Assessing the effects of VEGF releasing microspheres on the angiogenic and foreign body response to a 3D printed silicone-based macroencapsulation device
- Authors: Levey R.E.; Coulter F.B.; Scheiner K.C.; Deotti S.; Robinson S.T.; McDonough L.; Nguyen T.T.; Steendam R.; Canney M.; Wylie R.; Burke L.P.; Dolan E.B.; Dockery P.; Kelly H.M.; Ghersi G.; Hennink W.E.; Kok R.J.; O'cearbhaill E.; Duffy G.P.
- Publication year: 2021
- Type: Articolo in rivista
- Key words: Angiogenesis; Diabetes; Drug delivery; Medical device; Multi-scale porosity; Prevascularization; VEGF
- OA Link: http://hdl.handle.net/10447/529583
Abstract
Macroencapsulation systems have been developed to improve islet cell transplantation but can induce a foreign body response (FBR).
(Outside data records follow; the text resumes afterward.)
impl Path {
    /// Create a new, empty path with the non-zero winding rule.
    #[inline]
    pub fn new() -> Path {
        Path::default()
    }

    /// Create a new, empty path with the given winding rule.
    #[inline]
    pub fn with_winding_rule(winding_rule: WindingRule) -> Path {
        Path {
            winding_rule,
            ..Path::default()
        }
    }

    /// Create a path from the elements of `iter`, adopting its winding rule.
    ///
    /// # Errors
    ///
    /// Fails like [`Path::add`].
    pub fn from_path_iter<I: PathIterator>(iter: I) -> Result<Path, PathError> {
        let mut path = Path::with_winding_rule(iter.winding_rule());
        path.add(iter)?;
        Ok(path)
    }

    fn invalidate(&self) {
        self.graphical_bounds.set(None);
        self.control_bounds.set(None);
        self.length.set(None);
    }

    fn push(&mut self, kind: PathElementType, points: &[Point]) -> Result<(), PathError> {
        if self.kinds.is_empty() {
            return Err(PathError::InvalidState("missing initial move in path definition"));
        }
        self.kinds.push(kind);
        self.coords.extend(points.iter().flat_map(|p| [p.x, p.y]));
        self.invalidate();
        Ok(())
    }

    /// Start a new sub-path at `p`.
    ///
    /// Two moves in a row collapse into the second one.
    pub fn move_to(&mut self, p: impl Into<Point>) {
        let p = p.into();
        if self.kinds.last() == Some(&PathElementType::MoveTo) {
            let n = self.coords.len();
            self.coords[n - 2] = p.x;
            self.coords[n - 1] = p.y;
        } else {
            self.kinds.push(PathElementType::MoveTo);
            self.coords.extend([p.x, p.y]);
        }
        self.invalidate();
    }

    /// Add a line to `p`.
    ///
    /// # Errors
    ///
    /// Returns [`PathError::InvalidState`] if the path is empty; the path is
    /// left unmodified.
    pub fn line_to(&mut self, p: impl Into<Point>) -> Result<(), PathError> {
        self.push(PathElementType::LineTo, &[p.into()])
    }

    /// Add a quadratic Bézier curve to `p`.
    ///
    /// # Errors
    ///
    /// Returns [`PathError::InvalidState`] if the path is empty.
    pub fn quad_to(&mut self, ctrl: impl Into<Point>, p: impl Into<Point>) -> Result<(), PathError> {
        self.push(PathElementType::QuadTo, &[ctrl.into(), p.into()])
    }

    /// Add a cubic Bézier curve to `p`.
    ///
    /// # Errors
    ///
    /// Returns [`PathError::InvalidState`] if the path is empty.
    pub fn curve_to(
        &mut self,
        ctrl1: impl Into<Point>,
        ctrl2: impl Into<Point>,
        p: impl Into<Point>,
    ) -> Result<(), PathError> {
        self.push(
            PathElementType::CurveTo,
            &[ctrl1.into(), ctrl2.into(), p.into()],
        )
    }

    /// Close the current sub-path.
    ///
    /// Does nothing on an empty path, or right after a move or a close.
    pub fn close_path(&mut self) {
        match self.kinds.last() {
            None | Some(PathElementType::MoveTo | PathElementType::Close) => {}
            Some(_) => {
                self.kinds.push(PathElementType::Close);
                self.invalidate();
            }
        }
    }

    /// Append every element of `iter` to the path.
    ///
    /// # Errors
    ///
    /// Returns [`PathError::InvalidState`] when the elements start with a
    /// drawing command and the path is empty. Elements appended before the
    /// failure are kept.
    pub fn add(&mut self, iter: impl IntoIterator<Item = PathElement>) -> Result<(), PathError> {
        for el in iter {
            match el.kind {
                PathElementType::MoveTo => self.move_to(el.to),
                PathElementType::LineTo => self.line_to(el.to)?,
                PathElementType::QuadTo => self.quad_to(el.ctrl1, el.to)?,
                PathElementType::CurveTo => self.curve_to(el.ctrl1, el.ctrl2, el.to)?,
                PathElementType::Close => self.close_path(),
            }
        }
        Ok(())
    }

    /// Remove the last element.
    ///
    /// # Errors
    ///
    /// Returns [`PathError::InvalidState`] if the path is empty.
    pub fn remove_last(&mut self) -> Result<(), PathError> {
        let kind = self
            .kinds
            .pop()
            .ok_or(PathError::InvalidState("no element to remove"))?;
        self.coords.truncate(self.coords.len() - kind.coord_count());
        self.invalidate();
        Ok(())
    }

    /// Remove the first element that ends at `p`, or, for curves, that has
    /// any of its points at `p`.
    ///
    /// Returns whether an element was removed.
    pub fn remove(&mut self, p: impl Into<Point>) -> bool {
        let p = p.into();
        let mut coord_ix = 0;
        let found = self.kinds.iter().enumerate().find_map(|(ix, kind)| {
            let range = coord_ix..coord_ix + kind.coord_count();
            coord_ix = range.end;
            self.coords[range.clone()]
                .chunks_exact(2)
                .any(|c| c[0] == p.x && c[1] == p.y)
                .then_some((ix, range))
        });
        let Some((ix, range)) = found else {
            return false;
        };
        self.kinds.remove(ix);
        self.coords.drain(range);
        self.invalidate();
        true
    }

    /// Replace the last stored point.
    ///
    /// # Errors
    ///
    /// Returns [`PathError::InvalidState`] if the path has no point.
    pub fn set_last_point(&mut self, p: impl Into<Point>) -> Result<(), PathError> {
        let n = self.coords.len();
        if n < 2 {
            return Err(PathError::InvalidState("no point to replace"));
        }
        let p = p.into();
        self.coords[n - 2] = p.x;
        self.coords[n - 1] = p.y;
        self.invalidate();
        Ok(())
    }

    /// Remove every element and reset the winding rule to
    /// [`WindingRule::NonZero`].
    pub fn clear(&mut self) {
        self.kinds.clear();
        self.coords.clear();
        self.winding_rule = WindingRule::NonZero;
        self.invalidate();
    }

    /// The winding rule.
    #[inline]
    pub fn winding_rule(&self) -> WindingRule {
        self.winding_rule
    }

    /// Set the winding rule.
    #[inline]
    pub fn set_winding_rule(&mut self, winding_rule: WindingRule) {
        self.winding_rule = winding_rule;
    }

    /// The number of elements.
    #[inline]
    pub fn len(&self) -> usize {
        self.kinds.len()
    }

    /// Whether the path has no drawable element.
    pub fn is_empty(&self) -> bool {
        !self.path_iter().any(|el| el.is_drawable())
    }

    /// Whether the path is a single move followed by at least one line, and
    /// nothing else.
    pub fn is_polyline(&self) -> bool {
        match self.kinds.split_first() {
            Some((PathElementType::MoveTo, rest)) => {
                !rest.is_empty() && rest.iter().all(|k| *k == PathElementType::LineTo)
            }
            _ => false,
        }
    }

    /// Whether the path contains a quadratic or a cubic curve.
    pub fn is_curved(&self) -> bool {
        self.kinds
            .iter()
            .any(|k| matches!(k, PathElementType::QuadTo | PathElementType::CurveTo))
    }

    /// Whether the path has more than one move.
    pub fn is_multi_parts(&self) -> bool {
        self.kinds
            .iter()
            .filter(|k| **k == PathElementType::MoveTo)
            .nth(1)
            .is_some()
    }

    /// Whether the path is a single sub-path ending with a close.
    pub fn is_polygon(&self) -> bool {
        match self.kinds.split_first() {
            Some((PathElementType::MoveTo, rest)) => {
                rest.last() == Some(&PathElementType::Close)
                    && !rest.contains(&PathElementType::MoveTo)
            }
            _ => false,
        }
    }

    /// The kind of the element at `index`.
    #[inline]
    pub fn element_type_at(&self, index: usize) -> Option<PathElementType> {
        self.kinds.get(index).copied()
    }

    /// The coordinate at `index` in the flat coordinate list.
    #[inline]
    pub fn coord_at(&self, index: usize) -> Option<f64> {
        self.coords.get(index).copied()
    }

    /// The last stored point.
    ///
    /// After a close, this is the end of the last drawing command, not the
    /// start of the closed sub-path.
    pub fn current_point(&self) -> Option<Point> {
        match self.coords.as_slice() {
            [.., x, y] => Some(Point::new(*x, *y)),
            _ => None,
        }
    }

    /// All stored points, control points included.
    pub fn points(&self) -> impl Iterator<Item = Point> + '_ {
        self.coords
            .chunks_exact(2)
            .map(|c| Point::new(c[0], c[1]))
    }

    /// Whether `p` is one of the stored points, control points included.
    pub fn contains_control_point(&self, p: Point) -> bool {
        self.points().any(|q| q == p)
    }

    /// The bounding box of every point of the drawing commands, control
    /// points included.
    ///
    /// The zero rectangle if there is no drawing command.
    pub fn bounding_box_with_ctrl_points(&self) -> Rect {
        if let Some(bounds) = self.control_bounds.get() {
            return bounds;
        }
        let points = self
            .path_iter()
            .filter(|el| {
                matches!(
                    el.kind,
                    PathElementType::LineTo | PathElementType::QuadTo | PathElementType::CurveTo
                )
            })
            .flat_map(|el| core::iter::once(el.from).chain(el.stored_points()));
        let bounds = Rect::enclosing(points).unwrap_or(Rect::ZERO);
        self.control_bounds.set(Some(bounds));
        bounds
    }

    /// The length of the path, closing lines included.
    ///
    /// Curves are measured on their flattening.
    pub fn length(&self) -> f64 {
        if let Some(length) = self.length.get() {
            return length;
        }
        let length = self
            .flattened_iter(SPLINE_APPROXIMATION_RATIO)
            .filter(|el| matches!(el.kind, PathElementType::LineTo | PathElementType::Close))
            .map(|el| el.from.distance(el.to))
            .sum();
        self.length.set(Some(length));
        length
    }

    /// Apply an affine transform to every point of the path.
    pub fn transform(&mut self, affine: Affine) {
        for c in self.coords.chunks_exact_mut(2) {
            let p = affine * Point::new(c[0], c[1]);
            c[0] = p.x;
            c[1] = p.y;
        }
        self.invalidate();
    }
}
The development of neovascularization adjacent to the device is vital for the survival of encapsulated islets and is a limitation for long-term device success. Previously we developed additive manufactured multi-scale porosity implants, which demonstrated a 2.5-fold increase in tissue vascularity and integration surrounding the implant when compared to a non-textured implant. In parallel to this, we have developed poly(ε-caprolactone-PEG-ε-caprolactone)-b-poly(L-lactide) multiblock copolymer microspheres containing VEGF, which exhibited continued release of bioactive VEGF for 4-weeks in vitro. In the present study, we describe the next step towards clinical implementation of an islet macroencapsulation device by combining a multi-scale porosity device with VEGF releasing microspheres in a rodent model to assess prevas-cularization over a 4-week period. An in vivo estimation of vascular volume showed a significant increase in vascularity (* p = 0.0132) surrounding the +VEGF vs. −VEGF devices, however, histological assessment of blood vessels per area revealed no significant difference. Further histological analysis revealed significant increases in blood vessel stability and maturity (** p = 0.0040) and vessel diameter size (*** p = 0.0002) surrounding the +VEGF devices. We also demonstrate that the addition of VEGF microspheres did not cause a heightened FBR. In conclusion, we demonstrate that the combination of VEGF microspheres with our multi-scale porous macroencapsulation device, can encourage the formation of significantly larger, stable, and mature blood vessels without exacerbating the FBR.